> [Task instructions]: The lines from the start of the records through the one containing "pub const SECTOR_SIZE: usize = 4 * 1024;" are to be transcribed exactly, and nothing else.
━━━━━━━━━━━━━━━━
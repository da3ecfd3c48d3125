// gba-cartridge-rs/src/core/cartridge/flash/mod.rs

//! FlashROM save chips
//!
//! 64KB and 128KB parts driven by JEDEC-style command sequences written to
//! 0x0E005555 / 0x0E002AAA. The 128KB parts expose two 64KB banks.

pub mod flash_rom;

pub use flash_rom::{FlashRom, FlashState};

/// Size of one bank
pub const BANK_SIZE: usize = 64 * 1024;

/// Size of the region cleared by a sector erase
pub const SECTOR_SIZE: usize = 4 * 1024;

/// Known FlashROM parts, identified by manufacturer (low byte) and device
/// (high byte)
#[derive(Debug, Clone, Copy, PartialEq, Eq)]
pub enum FlashChip {
    AtmelAt29Lv512,
    SstSt39Lf512,
    PanasonicMn63F805,
    MacronixMx29L512,
    MacronixMx29L010,
    SanyoLe26Fv10,
    Unknown(u16),
}

impl FlashChip {
    pub fn from_id(id: u16) -> Self {
        match id {
            0x3D1F => FlashChip::AtmelAt29Lv512,
            0xD4BF => FlashChip::SstSt39Lf512,
            0x1B32 => FlashChip::PanasonicMn63F805,
            0x1CC2 => FlashChip::MacronixMx29L512,
            0x09C2 => FlashChip::MacronixMx29L010,
            0x1362 => FlashChip::SanyoLe26Fv10,
            other => FlashChip::Unknown(other),
        }
    }

    /// Atmel parts write 128-byte pages and have no 4KB sector erase
    pub fn has_sector_erase(self) -> bool {
        self != FlashChip::AtmelAt29Lv512
    }
}

impl std::fmt::Display for FlashChip {
    fn fmt(&self, f: &mut std::fmt::Formatter<'_>) -> std::fmt::Result {
        match self {
            FlashChip::AtmelAt29Lv512 => write!(f, "Atmel AT29LV512"),
            FlashChip::SstSt39Lf512 => write!(f, "SST 39LF512"),
            FlashChip::PanasonicMn63F805 => write!(f, "Panasonic MN63F805MNP"),
            FlashChip::MacronixMx29L512 => write!(f, "Macronix MX29L512"),
            FlashChip::MacronixMx29L010 => write!(f, "Macronix MX29L010"),
            FlashChip::SanyoLe26Fv10 => write!(f, "Sanyo LE26FV10N1TS"),
            FlashChip::Unknown(id) => write!(f, "unknown ({:#06X})", id),
        }
    }
}
#[cfg(test)]
mod tests {
    use super::*;
    use crate::core::cartridge::eeprom::{decode_window, SMALL_IMAGE_WINDOW};

    fn eeprom(size: usize, bits: u8) -> SerialEeprom {
        let mut eeprom = SerialEeprom::new();
        eeprom.configure(size, bits, SMALL_IMAGE_WINDOW);
        eeprom
    }

    fn send_address(eeprom: &mut SerialEeprom, address: u16, bits: u8) {
        for n in (0..bits).rev() {
            eeprom.write((address >> n) & 1 != 0);
        }
    }

    fn write_block(eeprom: &mut SerialEeprom, address: u16, bits: u8, value: u64) {
        eeprom.write(true);
        eeprom.write(false);
        send_address(eeprom, address, bits);
        for n in (0..64).rev() {
            eeprom.write((value >> n) & 1 != 0);
        }
        eeprom.write(false);
    }

    fn read_block(eeprom: &mut SerialEeprom, address: u16, bits: u8) -> u64 {
        eeprom.write(true);
        eeprom.write(true);
        send_address(eeprom, address, bits);
        eeprom.write(false);

        for _ in 0..READ_PREAMBLE {
            assert_eq!(eeprom.read(), 0);
        }
        let mut value = 0u64;
        for _ in 0..64 {
            value = (value << 1) | eeprom.read() as u64;
        }
        value
    }

    fn pattern(k: u16) -> u64 {
        0x0123_4567_89AB_CDEFu64.rotate_left(k as u32) ^ k as u64
    }

    #[test]
    fn test_roundtrip_6bit() {
        let mut eeprom = eeprom(512, 6);
        for k in 0..64 {
            write_block(&mut eeprom, k, 6, pattern(k));
        }
        for k in 0..64 {
            assert_eq!(read_block(&mut eeprom, k, 6), pattern(k), "block {}", k);
        }
        assert_eq!(eeprom.state(), EepromState::Idle);
    }

    #[test]
    fn test_roundtrip_14bit() {
        let mut eeprom = eeprom(8192, 14);
        for k in 0..1024 {
            write_block(&mut eeprom, k, 14, pattern(k));
            assert_eq!(read_block(&mut eeprom, k, 14), pattern(k), "block {}", k);
        }
    }

    #[test]
    fn test_block_layout_is_msb_first() {
        let mut eeprom = eeprom(512, 6);
        write_block(&mut eeprom, 2, 6, 0x0102_0304_0506_0708);
        assert_eq!(&eeprom.content()[16..24], &[1, 2, 3, 4, 5, 6, 7, 8]);
    }

    #[test]
    fn test_high_block_addresses_alias() {
        let mut eeprom = eeprom(8192, 14);
        write_block(&mut eeprom, 1024 + 5, 14, 0xAA55);
        assert_eq!(read_block(&mut eeprom, 5, 14), 0xAA55);
    }

    #[test]
    fn test_idle_line_reads_high() {
        let mut eeprom = eeprom(8192, 14);
        assert_eq!(eeprom.read(), 1);
        eeprom.write(true);
        assert_eq!(eeprom.read(), 1);
        assert_eq!(eeprom.state(), EepromState::AwaitRequest);
    }

    #[test]
    fn test_write_completion_poll_reads_ready() {
        let mut eeprom = eeprom(512, 6);
        write_block(&mut eeprom, 1, 6, 42);
        assert_eq!(eeprom.state(), EepromState::Idle);
        assert_eq!(eeprom.read(), 1);
    }

    #[test]
    fn test_power_keeps_content() {
        let mut eeprom = eeprom(512, 6);
        write_block(&mut eeprom, 3, 6, 0xDEAD_BEEF);
        eeprom.write(true);
        eeprom.write(true);
        eeprom.power();
        assert_eq!(eeprom.state(), EepromState::Idle);
        assert_eq!(read_block(&mut eeprom, 3, 6), 0xDEAD_BEEF);
    }

    #[test]
    fn test_auto_detect_6bit_write_then_read() {
        let mut eeprom = eeprom(0, 0);
        assert_eq!(eeprom.size, 8192);
        assert_eq!(eeprom.bits, 0);

        write_block(&mut eeprom, 9, 6, 0x1122_3344_5566_7788);
        // Completion poll resolves the width.
        assert_eq!(eeprom.read(), 1);
        assert_eq!(eeprom.bits, 6);
        assert_eq!(read_block(&mut eeprom, 9, 6), 0x1122_3344_5566_7788);
    }

    #[test]
    fn test_auto_detect_14bit_write_then_read() {
        let mut eeprom = eeprom(0, 0);
        write_block(&mut eeprom, 700, 14, 0xCAFE_F00D);
        assert_eq!(eeprom.bits, 14);
        assert_eq!(eeprom.state(), EepromState::Idle);
        assert_eq!(read_block(&mut eeprom, 700, 14), 0xCAFE_F00D);
    }

    #[test]
    fn test_auto_detect_from_read_request() {
        let mut small = eeprom(0, 0);
        small.content_mut()[8 * 5..8 * 6].copy_from_slice(&[9, 8, 7, 6, 5, 4, 3, 2]);
        assert_eq!(read_block(&mut small, 5, 6), 0x0908_0706_0504_0302);
        assert_eq!(small.bits, 6);

        let mut large = eeprom(0, 0);
        large.content_mut()[8 * 300..8 * 301].copy_from_slice(&[1, 1, 2, 3, 5, 8, 13, 21]);
        assert_eq!(read_block(&mut large, 300, 14), 0x0101_0203_0508_0D15);
        assert_eq!(large.bits, 14);
    }

    #[test]
    fn test_auto_detect_rejects_odd_length() {
        let mut eeprom = eeprom(0, 0);
        eeprom.write(true);
        eeprom.write(true);
        send_address(&mut eeprom, 0, 10);
        assert_eq!(eeprom.read(), 1);
        assert_eq!(eeprom.state(), EepromState::Idle);
        assert_eq!(eeprom.bits, 0);
    }

    #[test]
    fn test_abandoned_read_restarts() {
        let mut eeprom = eeprom(512, 6);
        eeprom.write(true);
        eeprom.write(true);
        send_address(&mut eeprom, 0, 6);
        eeprom.write(false);
        eeprom.read();
        eeprom.write(false);
        assert_eq!(eeprom.state(), EepromState::Idle);
        assert_eq!(eeprom.read(), 1);
    }

    #[test]
    fn test_state_roundtrip_mid_read() {
        let mut eeprom = eeprom(512, 6);
        write_block(&mut eeprom, 4, 6, 0x8000_0000_0000_0001);
        eeprom.write(true);
        eeprom.write(true);
        send_address(&mut eeprom, 4, 6);
        eeprom.write(false);
        for _ in 0..READ_PREAMBLE {
            eeprom.read();
        }
        let state = eeprom.save_state();

        let mut restored = SerialEeprom::new();
        restored.configure(512, 6, decode_window(false));
        assert!(restored.load_state(&state));
        assert_eq!(restored.read(), 1);
        for _ in 0..62 {
            assert_eq!(restored.read(), 0);
        }
        assert_eq!(restored.read(), 1);
        assert_eq!(restored.state(), EepromState::Idle);
    }

    #[test]
    fn test_load_state_rejects_corrupt_counters() {
        let mut eeprom = eeprom(512, 6);
        write_block(&mut eeprom, 1, 6, 0x55);
        let state = eeprom.save_state();

        let corrupt = |index: usize, value: u8| {
            let mut data = state.clone();
            data[index] = value;
            data
        };

        let mut restored = SerialEeprom::new();
        restored.configure(512, 6, SMALL_IMAGE_WINDOW);

        // Address width
        assert!(!restored.load_state(&corrupt(4, 9)));
        // Read cursor past the block
        let mut reading = corrupt(5, EepromState::ReadingData.tag());
        reading[6] = 200;
        assert!(!restored.load_state(&reading));
        // Data counter past 64 bits
        let mut writing = corrupt(5, EepromState::WritingData.tag());
        writing[6] = 64;
        assert!(!restored.load_state(&writing));
        // Address counter past the resolved width
        let mut address = corrupt(5, EepromState::ReceivingAddress(Request::Read).tag());
        address[6] = 6;
        assert!(!restored.load_state(&address));
        // Auto-detect stream past the longest request
        let mut stream = corrupt(5, EepromState::ReceivingAddress(Request::Write).tag());
        stream[4] = 0;
        stream[6] = WRITE_REQUEST_14;
        assert!(!restored.load_state(&stream));

        // Rejected snapshots leave the chip usable.
        assert_eq!(restored.read(), 1);
        let mut last_bit = corrupt(5, EepromState::ReadingData.tag());
        last_bit[6] = READ_PREAMBLE + BLOCK_BITS - 1;
        assert!(restored.load_state(&last_bit));
        restored.read();
        assert_eq!(restored.state(), EepromState::Idle);
    }
}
━━━━━━━━━━━━━━━━
> [Your solution]:
repository da3ecfd3c48d3125
// gba-cartridge-rs/src/core/cartridge/flash/mod.rs

//! FlashROM save chips
//!
//! 64KB and 128KB parts driven by JEDEC-style command sequences written to
//! 0x0E005555 / 0x0E002AAA. The 128KB parts expose two 64KB banks.

pub mod flash_rom;

pub use flash_rom::{FlashRom, FlashState};

/// Size of one bank
pub const BANK_SIZE: usize = 64 * 1024;

/// Size of the region cleared by a sector erase
pub const SECTOR_SIZE: usize = 4 * 1024;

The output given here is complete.